I nodded. “We’ve been seeing each other for a few weeks but we have never been together naked. Don’t you think it’s time that we start moving toward being with each other fully if we are going to be chosen mates?”
He straightened up immediately. “Giselda, what’s wrong?”
“Nothing,” I denied as I let the curtain fall back into place, effectively hiding my face.
He sighed. “I may not have known you for very long, but I know when something is bothering you.”

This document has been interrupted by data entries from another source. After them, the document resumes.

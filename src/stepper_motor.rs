use embedded_hal::delay::DelayNs;
use embedded_hal::digital::{Error as _, OutputPin, PinState};

use crate::error::{Error, Line, Result};
use crate::position::{Direction, StepPosition};

/// Mechanical and wiring parameters, fixed for the life of a motor.
#[derive(Debug, Clone, Copy, PartialEq, Eq)]
pub struct MotorSettings {
    pub steps_per_revolution: u32,
    pub max_rpm: u32,
    /// Keep the driver energized between moves, holding torque.
    pub hold_position: bool,
    /// DM542/DRV8825-style drivers are energized while ENA is low.
    pub enable_active_low: bool,
    pub invert_direction: bool,
}

impl MotorSettings {
    pub fn new(steps_per_revolution: u32, max_rpm: u32, hold_position: bool) -> Self {
        Self {
            steps_per_revolution,
            max_rpm,
            hold_position,
            enable_active_low: true,
            invert_direction: false,
        }
    }
}

fn drive<P: OutputPin>(pin: &mut P, line: Line, high: bool) -> Result<()> {
    pin.set_state(PinState::from(high)).map_err(|e| Error::Pin {
        line,
        kind: e.kind(),
    })
}

/// A stepper behind a step/direction driver, tracking its offset from a
/// user-defined home position.
#[derive(Debug)]
pub struct StepperMotor<EN, DIR, PUL, D> {
    enable: EN,
    direction: DIR,
    pulse: PUL,
    delay: D,
    settings: MotorSettings,
    position: StepPosition,
    home_is_set: bool,
}

impl<EN, DIR, PUL, D> StepperMotor<EN, DIR, PUL, D>
where
    EN: OutputPin,
    DIR: OutputPin,
    PUL: OutputPin,
    D: DelayNs,
{
    /// Takes the three lines, already configured as outputs, and drives the
    /// enable line to its idle level.
    pub fn new(enable: EN, direction: DIR, pulse: PUL, delay: D, settings: MotorSettings) -> Result<Self> {
        if settings.steps_per_revolution == 0 {
            return Err(Error::InvalidSettings("steps_per_revolution must be positive"));
        }
        if settings.max_rpm == 0 {
            return Err(Error::InvalidSettings("max_rpm must be positive"));
        }
        let mut motor = Self {
            enable,
            direction,
            pulse,
            delay,
            settings,
            position: StepPosition::home(settings.steps_per_revolution),
            home_is_set: false,
        };
        if settings.hold_position {
            motor.enable()?;
        } else {
            motor.disable()?;
        }
        Ok(motor)
    }

    /// Energize the driver.
    pub fn enable(&mut self) -> Result<()> {
        let high = !self.settings.enable_active_low;
        drive(&mut self.enable, Line::Enable, high)
    }

    /// De-energize the driver. The shaft is free to turn.
    pub fn disable(&mut self) -> Result<()> {
        let high = self.settings.enable_active_low;
        drive(&mut self.enable, Line::Enable, high)
    }

    pub fn settings(&self) -> &MotorSettings {
        &self.settings
    }

    pub fn steps_per_revolution(&self) -> u32 {
        self.settings.steps_per_revolution
    }

    pub fn is_home_set(&self) -> bool {
        self.home_is_set
    }

    /// Current offset from home. Always 0 until home is set.
    pub fn steps_from_home(&self) -> u32 {
        self.position.offset()
    }

    /// Offset from home, if home has been set.
    pub fn position(&self) -> Option<u32> {
        self.home_is_set.then(|| self.position.offset())
    }

    /// Half-pulse delay in milliseconds for `rpm`, truncated.
    pub fn delay_from_rpm(&self, rpm: u32) -> Result<u32> {
        if rpm == 0 {
            return Err(Error::ZeroSpeed);
        }
        let revolution_ms = 60_000 / rpm;
        let phases = u64::from(self.settings.steps_per_revolution) * 2;
        // quotient <= 60_000, fits
        Ok((u64::from(revolution_ms) / phases) as u32)
    }

    fn check_speed(&self, rpm: u32) -> Result<()> {
        if rpm == 0 {
            return Err(Error::ZeroSpeed);
        }
        if rpm > self.settings.max_rpm {
            return Err(Error::SpeedExceeded {
                requested: rpm,
                max: self.settings.max_rpm,
            });
        }
        Ok(())
    }

    /// Emit `steps` pulses in `direction` at `rpm`, blocking until done.
    ///
    /// Refused before any pin is touched when `rpm` is zero or above the
    /// configured maximum.
    pub fn step(&mut self, steps: u32, direction: Direction, rpm: u32) -> Result<()> {
        self.check_speed(rpm)?;
        let half_pulse_ms = self.delay_from_rpm(rpm)?;
        log::debug!("stepping {steps} steps {direction:?} at {rpm} rpm, {half_pulse_ms} ms per phase");

        let mut emitted = 0;
        let outcome = self.emit_pulses(steps, direction, half_pulse_ms, &mut emitted);
        self.update_position_by(emitted, direction);

        let released = if self.settings.hold_position {
            Ok(())
        } else {
            self.disable()
        };
        outcome.and(released)
    }

    fn emit_pulses(&mut self, steps: u32, direction: Direction, half_pulse_ms: u32, emitted: &mut u32) -> Result<()> {
        let high = direction.is_clockwise() != self.settings.invert_direction;
        drive(&mut self.direction, Line::Direction, high)?;
        self.enable()?;
        for _ in 0..steps {
            self.pulse_step(half_pulse_ms)?;
            *emitted += 1;
        }
        Ok(())
    }

    fn pulse_step(&mut self, half_pulse_ms: u32) -> Result<()> {
        drive(&mut self.pulse, Line::Pulse, true)?;
        self.delay.delay_ms(half_pulse_ms);
        drive(&mut self.pulse, Line::Pulse, false)?;
        self.delay.delay_ms(half_pulse_ms);
        Ok(())
    }

    /// Account for one physical step. Does nothing until home is set.
    pub fn update_position(&mut self, direction: Direction) {
        if self.home_is_set {
            self.position.advance(direction);
        }
    }

    fn update_position_by(&mut self, steps: u32, direction: Direction) {
        if self.home_is_set {
            self.position.advance_by(steps, direction);
        }
    }

    pub fn do_one_rotation(&mut self, direction: Direction, rpm: u32) -> Result<()> {
        self.step(self.settings.steps_per_revolution, direction, rpm)
    }

    pub fn rotate(&mut self, rotations: u32, direction: Direction, rpm: u32) -> Result<()> {
        let steps = rotations
            .checked_mul(self.settings.steps_per_revolution)
            .ok_or(Error::StepCountOverflow {
                rotations,
                steps_per_revolution: self.settings.steps_per_revolution,
            })?;
        self.step(steps, direction, rpm)
    }

    /// The current shaft position becomes offset 0.
    pub fn set_current_position_as_home(&mut self) {
        self.position = StepPosition::home(self.settings.steps_per_revolution);
        self.home_is_set = true;
        log::debug!("home set");
    }

    /// Steps `go_to_position` would emit to reach `target` in `direction`.
    ///
    /// `target == steps_per_revolution` is the same physical spot as 0.
    pub fn distance_to(&self, direction: Direction, target: u32) -> Result<u32> {
        if !self.home_is_set {
            return Err(Error::HomeNotSet);
        }
        let steps_per_revolution = self.settings.steps_per_revolution;
        if target > steps_per_revolution {
            return Err(Error::TargetOutOfRange {
                target,
                steps_per_revolution,
            });
        }
        let target = if target == steps_per_revolution { 0 } else { target };
        Ok(self.position.distance_to(target, direction))
    }

    /// Travel to `target` steps from home, always turning in `direction`.
    pub fn go_to_position(&mut self, direction: Direction, rpm: u32, target: u32) -> Result<()> {
        let distance = self.distance_to(direction, target)?;
        if distance == 0 {
            log::debug!("already at {target}");
            return Ok(());
        }
        log::debug!(
            "going from {} to {target} {direction:?}: {distance} steps",
            self.position.offset()
        );
        self.step(distance, direction, rpm)
    }

    /// Block for `ms` milliseconds without touching the lines.
    pub fn dwell(&mut self, ms: u32) {
        self.delay.delay_ms(ms);
    }
}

I squirted some shampoo into my hand before lathering it into my hair. “I got into an argument with Annie,” I admitted.
“Over what?”
“Gerry,” I whispered as my head dropped.
When the shower curtain was pulled back, I lifted my head to look at him. He took me in his arms, pulling me tightly against his chest. I turned around to wrap my arms around his waist, nuzzling into his chest. I knew that he was trying to comfort me, and it helped a little, which gave me hope that our relationship might just actually work. After a few moments, I pulled back to rinse my hair before letting my eyes wander over his naked body, taking in every inch of his skin while he stood waiting patiently for me to finish.
“Do you like what you see?” He asked.
I slowly let my eyes meet his. “Do you?”
He nodded. “Very much so. I always thought you were gorgeous.”
“I think you are very handsome,” I told him.
He grinned at me. “Thanks, beautiful. Is there something you want to do this weekend?”
I lowered my eyes again, worried about telling him my goals for this weekend. He gripped my face to turn it up.
“Talk to me, Giselda. What do you want to do this weekend?” He repeated.
“I want to explore our relationship. I want to know if this can work out long term.” I fell silent to gather my thoughts again before continuing. “I want to know if we could truly be happy without our fated mates.”
He searched my face before removing his hand from my chin. “Are you having doubts?” He asked quietly.
“No! Yes. I don’t know. I just don’t want you to regret settling for me,” I told him.
“I would never regret ‘settling’ for you.”
“How can you be so sure?” I inquired.
“Because I am not ‘settling’ for you. I am choosing you because I want you. There is a huge difference,” he said. “We haven’t made love. We have touched, yes, but we haven’t taken the step to mate. We have already been through hell having to hide our relationship because of Gerry, but I have chosen to stick around,” he murmured, backing me up to the wall before placing both of his hands on the tile beside my head. “I chose to love you through all of that. I’m not going to just give you up because you’re not my fated mate. I’m not even looking for her. I just want you, Giselda. Why do you keep refusing to accept that?”